The `llm_evaluation_report` method has been introduced inside the `ReportsController`. This action is responsible for gathering the necessary assignment and participant data, invoking the service object to fetch LLM-evaluated responses, and rendering the new LLM Evaluation Report view for the instructor or TA.

  • New service object: LlmEvaluationService

A service class `LlmEvaluationService` has been created under `app/services/llm_evaluation_service.rb`. This service collects review and reviewer information from the database, formats it into the expected API request payload, sends a POST request to an external (currently dummy) LLM evaluation API using `HTTParty`, and parses the received response into a structured format that can be easily rendered in the view.

  • Dummy API interaction using HTTParty

For now, the API interaction is stubbed using a static JSON response that simulates an LLM’s feedback. This stubbed interaction ensures the full data flow is functional even without a live backend service. The dummy API response provides evaluation metrics such as reviewer scores, average scores, and LLM-generated comments for the reviews.

  • New view partial: _llm_evaluation_report.html.erb

A new view partial `_llm_evaluation_report.html.erb` has been created to display the LLM evaluation report. The styling and table structure closely follow the traditional Review Report design. It presents reviewer names, the number of reviews completed, teams reviewed, scores (both awarded and average), review volume metrics, and editable input fields for grades and comments.

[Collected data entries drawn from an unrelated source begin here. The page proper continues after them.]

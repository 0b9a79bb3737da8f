//! GVAR forecast CLI
//!
//! Runs unconditional forecasts, conditional forecasts and variance
//! decompositions on a posterior file and writes CSV tables plus a JSON report.
//!
//! Example:
//!   gvar_forecast unconditional --posterior posterior.json --horizon 8 --out-dir out
//!   gvar_forecast conditional --posterior posterior.json --constraints paths.csv --horizon 8
//!   gvar_forecast decompose --posterior posterior.json --horizon 12 --full

use anyhow::{Context, Result};
use clap::{Args, Parser, Subcommand, ValueEnum};
use gvar_forecast::report::{
    create_output, write_decomposition_csv, write_holdout_csv, write_quantiles_csv, JsonReport, ReportConfig,
};
use gvar_forecast::{
    ConditionalConfig, ConstraintSpec, DecompositionConfig, DecompositionMode, ForecastConfig, ForecastEngine,
    LogProgress, PinvTolerance, ShockIdentification,
};
use std::fs;
use std::path::{Path, PathBuf};

#[derive(Parser)]
#[command(name = "gvar_forecast")]
#[command(version, about = "Posterior-predictive forecasts for Bayesian Global VAR models")]
struct Cli {
    #[command(subcommand)]
    command: Command,
}

#[derive(Subcommand)]
enum Command {
    /// Simulate the posterior-predictive distribution
    Unconditional {
        #[command(flatten)]
        common: CommonArgs,
    },
    /// Forecast conditional on future paths read from a CSV file
    Conditional {
        #[command(flatten)]
        common: CommonArgs,

        /// CSV with columns horizon,variable,value[,sd]
        #[arg(long)]
        constraints: PathBuf,

        /// Conditional paths per draw
        #[arg(long, default_value = "1")]
        replications: usize,

        /// Relative singular value cutoff; inverts every nonzero value when omitted
        #[arg(long)]
        pinv_tol: Option<f64>,

        #[arg(long, value_enum, default_value = "cholesky")]
        identification: Identification,
    },
    /// Forecast-error variance decomposition
    Decompose {
        #[command(flatten)]
        common: CommonArgs,

        /// Keep every draw and report quantiles instead of the running mean
        #[arg(long)]
        full: bool,

        #[arg(long, value_enum, default_value = "generalized")]
        identification: Identification,
    },
}

#[derive(Args)]
struct CommonArgs {
    /// Posterior JSON file
    #[arg(short, long)]
    posterior: PathBuf,

    /// Forecast horizon
    #[arg(long, default_value = "8")]
    horizon: usize,

    /// Worker threads
    #[arg(short, long, default_value = "1")]
    workers: usize,

    #[arg(long, default_value = "42")]
    seed: u64,

    /// Drop draws flagged unstable by the estimator
    #[arg(long)]
    stable_only: bool,

    /// Directory for the CSV tables and JSON report
    #[arg(short, long, default_value = "forecast_output")]
    out_dir: PathBuf,

    /// Separator between country and variable in names
    #[arg(long, default_value = ".")]
    separator: String,

    /// Decimal places in CSV output
    #[arg(long, default_value = "6")]
    precision: usize,
}

#[derive(Clone, Copy, ValueEnum)]
enum Identification {
    Cholesky,
    Generalized,
}

impl From<Identification> for ShockIdentification {
    fn from(value: Identification) -> Self {
        match value {
            Identification::Cholesky => ShockIdentification::Cholesky,
            Identification::Generalized => ShockIdentification::Generalized,
        }
    }
}

fn open_engine<'a>(common: &CommonArgs, progress: &'a LogProgress) -> Result<ForecastEngine<'a>> {
    let mut engine = ForecastEngine::load(&common.posterior)
        .with_context(|| format!("loading posterior {}", common.posterior.display()))?
        .with_observer(progress);
    if common.stable_only {
        engine = engine.stable_only();
    }
    fs::create_dir_all(&common.out_dir)
        .with_context(|| format!("creating output directory {}", common.out_dir.display()))?;
    Ok(engine)
}

fn report_config(common: &CommonArgs) -> ReportConfig {
    ReportConfig {
        separator: common.separator.clone(),
        precision: common.precision,
    }
}

fn forecast_config(common: &CommonArgs) -> ForecastConfig {
    ForecastConfig {
        horizon: common.horizon,
        workers: common.workers,
        seed: common.seed,
        save_draws: true,
    }
}

fn run_unconditional(common: &CommonArgs) -> Result<()> {
    let progress = LogProgress::new("unconditional");
    let engine = open_engine(common, &progress)?;
    let fc = engine.unconditional(&forecast_config(common))?;
    let report = report_config(common);

    write_quantiles_csv(
        create_output(common.out_dir.join("unconditional_quantiles.csv"))?,
        &fc.variables,
        &fc.summary,
        &report,
    )?;
    if let Some(holdout) = &fc.holdout {
        write_holdout_csv(
            create_output(common.out_dir.join("unconditional_holdout.csv"))?,
            &fc.variables,
            holdout,
            &report,
        )?;
        println!(
            "Holdout: total log score {:.4}, mean abs error {:.4}",
            holdout.total_log_score(),
            holdout.mean_rmse()
        );
    }
    JsonReport::new("unconditional", &fc).save(common.out_dir.join("unconditional.json"))?;
    println!("Unconditional forecast for {} draws written to {}", fc.n_draws, common.out_dir.display());
    Ok(())
}

fn run_conditional(
    common: &CommonArgs,
    constraints: &Path,
    replications: usize,
    pinv_tol: Option<f64>,
    identification: Identification,
) -> Result<()> {
    let progress = LogProgress::new("conditional");
    let engine = open_engine(common, &progress)?;
    let fc = engine.unconditional(&forecast_config(common))?;

    let spec = ConstraintSpec::load_csv(constraints, common.horizon, &fc.variables, &common.separator)
        .with_context(|| format!("reading constraints {}", constraints.display()))?;
    let config = ConditionalConfig {
        workers: common.workers,
        seed: common.seed,
        identification: identification.into(),
        pinv_tolerance: pinv_tol.map_or(PinvTolerance::Untruncated, PinvTolerance::Relative),
        replications,
        save_draws: false,
    };
    let cond = engine.conditional(&fc, &spec, &config)?;
    let report = report_config(common);

    write_quantiles_csv(
        create_output(common.out_dir.join("conditional_quantiles.csv"))?,
        &cond.variables,
        &cond.summary,
        &report,
    )?;
    if let Some(holdout) = &cond.holdout {
        write_holdout_csv(
            create_output(common.out_dir.join("conditional_holdout.csv"))?,
            &cond.variables,
            holdout,
            &report,
        )?;
    }
    JsonReport::new("conditional", &cond).save(common.out_dir.join("conditional.json"))?;
    println!(
        "Conditional forecast ({} constrained cells, {} paths) written to {}",
        cond.n_constrained,
        cond.n_paths,
        common.out_dir.display()
    );
    Ok(())
}

fn run_decompose(common: &CommonArgs, full: bool, identification: Identification) -> Result<()> {
    let progress = LogProgress::new("decomposition");
    let engine = open_engine(common, &progress)?;
    let config = DecompositionConfig {
        horizon: common.horizon,
        workers: common.workers,
        seed: common.seed,
        identification: identification.into(),
        mode: if full {
            DecompositionMode::FullDistribution
        } else {
            DecompositionMode::RunningMean
        },
    };
    let table = engine.decompose(&config)?;

    write_decomposition_csv(
        create_output(common.out_dir.join("decomposition.csv"))?,
        &table,
        &report_config(common),
    )?;
    JsonReport::new("decomposition", &table).save(common.out_dir.join("decomposition.json"))?;
    println!("Decomposition over {} draws written to {}", table.n_draws, common.out_dir.display());
    Ok(())
}

fn main() -> Result<()> {
    env_logger::init();

    let cli = Cli::parse();
    match &cli.command {
        Command::Unconditional { common } => run_unconditional(common),
        Command::Conditional {
            common,
            constraints,
            replications,
            pinv_tol,
            identification,
        } => run_conditional(common, constraints, *replications, *pinv_tol, *identification),
        Command::Decompose {
            common,
            full,
            identification,
        } => run_decompose(common, *full, *identification),
    }
}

  • Editable fields populated with API-returned evaluation data

The fields for assigning grades and writing comments are populated directly from the LLM-evaluated API data. These fields remain editable so that instructors and TAs can modify the suggested grades and comments before deciding to overwrite and save them manually if needed.

  • "Overwrite" button for future saving

Each review entry now features an "Overwrite" button that is intended to allow instructors to save changes made to the LLM-suggested evaluations. Currently, this button is connected to a placeholder action, and future development will implement functionality to update and persist these evaluations into the database.

  • Updated routes and views to integrate the feature cleanly

The `routes.rb` file was modified to define a route for the new `llm_evaluation_report` controller action. Additionally, `response_report.html.haml` was updated to render the `_llm_evaluation_report.html.erb` partial when the user selects the "Evaluate using LLM" report type, ensuring a seamless integration into the existing reporting infrastructure.

The pull request provides a working prototype ready to be connected to a real API.